L'arrivo della Prog Family degli Osanna, a Savona, mi ha regalato nuove conoscenze significative:
http://athosenrile.blogspot.com/search/label/Osanna%20a%20Savona
http://athosenrile.blogspot.com/search/label/David%20Jackson

Questa famiglia delle meraviglie non è solo piena di artisti/miti maturi, ma il 50% è composto da giovani talenti che ho avuto la fortuna di vedere e ascoltare da vicino.
Uno di questi è Fabrizio Fedele, di mestiere chitarrista, sotto diverse forme e con diversi gruppi, scrittore... e sicuramente molto altro.
E' appena uscito un suo disco, Brotherhood of the Wine, di cui ho inserito a fine post una delle tante presentazioni, quella di Rosario Scavetta.


Nonostante la giovane età Fabrizio può vantare una grande esperienza e per scoprire qualcosa in più di lui, ho provato a porgli qualche semplice domanda che contribuisce a formare un quadro che, pur non essendo esauriente, dovrebbe stimolare la curiosità e portare sulla strada dell'approfondimento:

L'intervista

A marzo, nel corso della presentazione di “Prog Family”, ho ascoltato Lino Vairetti dire che i musicisti dei nuovi Osanna incarnavano il vero spirito prog, quello che lui cercava.Cosa vuol dire per te, musicista anagraficamente lontano dalla musica progressiva, ascoltare, suonare e incarnare quella musica di inizio anni 70? Premetto che sfondi una porta aperta.

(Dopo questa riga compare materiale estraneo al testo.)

use super::*;
use std::collections::HashMap;

fn lookup_from(pairs: &[(&str, &str)]) -> impl Fn(&str) -> Option<String> {
    let vars: HashMap<String, String> = pairs.iter().map(|(k, v)| ((*k).to_owned(), (*v).to_owned())).collect();
    move |key: &str| vars.get(key).cloned()
}

#[test]
fn empty_environment_yields_defaults() {
    let config = SyncConfig::from_lookup(|_| None).unwrap();
    assert_eq!(config, SyncConfig::default());
    assert_eq!(config.presence.heartbeat_interval, Duration::from_secs(300));
    assert_eq!(config.telemetry.health_threshold, Duration::from_secs(30));
    assert_eq!(config.telemetry.health_check_interval, Duration::from_secs(5));
    assert_eq!(config.rate_limit.max_attempts, 5);
    assert_eq!(config.rate_limit.window, Duration::from_secs(900));
    assert!(config.recovery.enabled);
    assert_eq!(config.recovery.max_retries, 3);
    assert_eq!(config.recovery.backoff, BackoffPolicy::Fixed(Duration::from_millis(2000)));
    assert_eq!(config.translation.capacity, 1000);
    assert_eq!(config.translation.ttl, Duration::from_secs(3600));
    assert!(!config.uav_mode);
}

#[test]
fn overrides_are_applied() {
    let config = SyncConfig::from_lookup(lookup_from(&[
        ("TIGER_PRESENCE_HEARTBEAT_SECS", "60"),
        ("TIGER_AUTH_MAX_ATTEMPTS", "3"),
        ("TIGER_RECOVERY_MAX_RETRIES", " 5 "),
        ("TIGER_RECOVERY_DELAY_MS", "100"),
        ("TIGER_RECOVERY_BACKOFF", "linear"),
        ("TIGER_TRANSLATION_CACHE_CAPACITY", "10"),
        ("TIGER_UAV_MODE", "TRUE"),
    ]))
    .unwrap();
    assert_eq!(config.presence.heartbeat_interval, Duration::from_secs(60));
    assert_eq!(config.rate_limit.max_attempts, 3);
    assert_eq!(config.recovery.max_retries, 5);
    assert_eq!(config.recovery.backoff, BackoffPolicy::Linear { step: Duration::from_millis(100) });
    assert_eq!(config.translation.capacity, 10);
    assert!(config.uav_mode);
}

#[test]
fn unparsable_numbers_fall_back_to_defaults() {
    let config = SyncConfig::from_lookup(lookup_from(&[
        ("TIGER_AUTH_WINDOW_SECS", "fifteen minutes"),
        ("TIGER_RECOVERY_ENABLED", "maybe"),
    ]))
    .unwrap();
    assert_eq!(config.rate_limit.window, Duration::from_secs(900));
    assert!(config.recovery.enabled);
}

#[test]
fn recovery_can_be_disabled() {
    let config = SyncConfig::from_lookup(lookup_from(&[("TIGER_RECOVERY_ENABLED", "off")])).unwrap();
    assert!(!config.recovery.enabled);
}

#[test]
fn unknown_backoff_is_rejected() {
    let err = SyncConfig::from_lookup(lookup_from(&[("TIGER_RECOVERY_BACKOFF", "random")])).unwrap_err();
    assert!(matches!(err, ConfigError::InvalidBackoff { ref value, .. } if value == "random"));
}

#[test]
fn env_parse_missing_returns_default() {
    let val: usize = env_parse(&|_: &str| -> Option<String> { None }, "__MISSING__", 42);
    assert_eq!(val, 42);
}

Per me esistono due cardini, inscindibili e imprescindibili, nella musica pop (nell’accezione “popular”) di sempre: Jimi Hendrix e The Beatles. Quindi quel sound, quelle sonorità chitarristiche e non solo mi affascinano da sempre. Se ascolti Tomorrow Never Knows dei Beatles, su Revolver del ’66, capirai a pieno di cosa parlo. Il suono della band, il drumming di Ringo Star… sublimi!

Leggendo le note biografiche Fabrizio Fedele appare come un soggetto iperattivo, che spazia dalla musica alla scrittura, tra differenti gruppi e lavori diversi. Cosa pensi della mia banale teoria che il massimo a cui possiamo aspirare è far coincidere il lavoro con le passioni quotidiane? E’ esattamente ciò che faccio: la mia passione è il mio lavoro e viceversa. Qualcuno diceva “se ami il tuo lavoro non lavorerai un solo giorno della tua vita”. Beh, approvo in pieno. Tutti i progetti in cui m’immergo sono quasi sempre progetti “d’amore”.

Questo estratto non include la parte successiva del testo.